What is required »
From the line that contains "pub node: Arc<dyn" to the final line of the entries below, write out every line exactly as it appears, and nothing else.

Records shown START

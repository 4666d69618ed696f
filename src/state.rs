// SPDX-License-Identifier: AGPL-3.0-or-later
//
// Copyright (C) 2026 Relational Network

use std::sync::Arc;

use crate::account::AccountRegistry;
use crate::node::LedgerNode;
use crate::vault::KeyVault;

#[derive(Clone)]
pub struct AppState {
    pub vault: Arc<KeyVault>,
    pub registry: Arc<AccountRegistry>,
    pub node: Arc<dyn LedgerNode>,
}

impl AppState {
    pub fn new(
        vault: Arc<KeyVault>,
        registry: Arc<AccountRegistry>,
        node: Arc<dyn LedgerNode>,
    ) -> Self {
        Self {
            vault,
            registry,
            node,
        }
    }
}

Records shown END

Response for this exercise »
    pub node: Arc<dyn LedgerNode>,
}

impl AppState {
    pub fn new(
        vault: Arc<KeyVault>,
        registry: Arc<AccountRegistry>,
        node: Arc<dyn LedgerNode>,
    ) -> Self {
        Self {
            vault,
            registry,
            node,
        }
    }
}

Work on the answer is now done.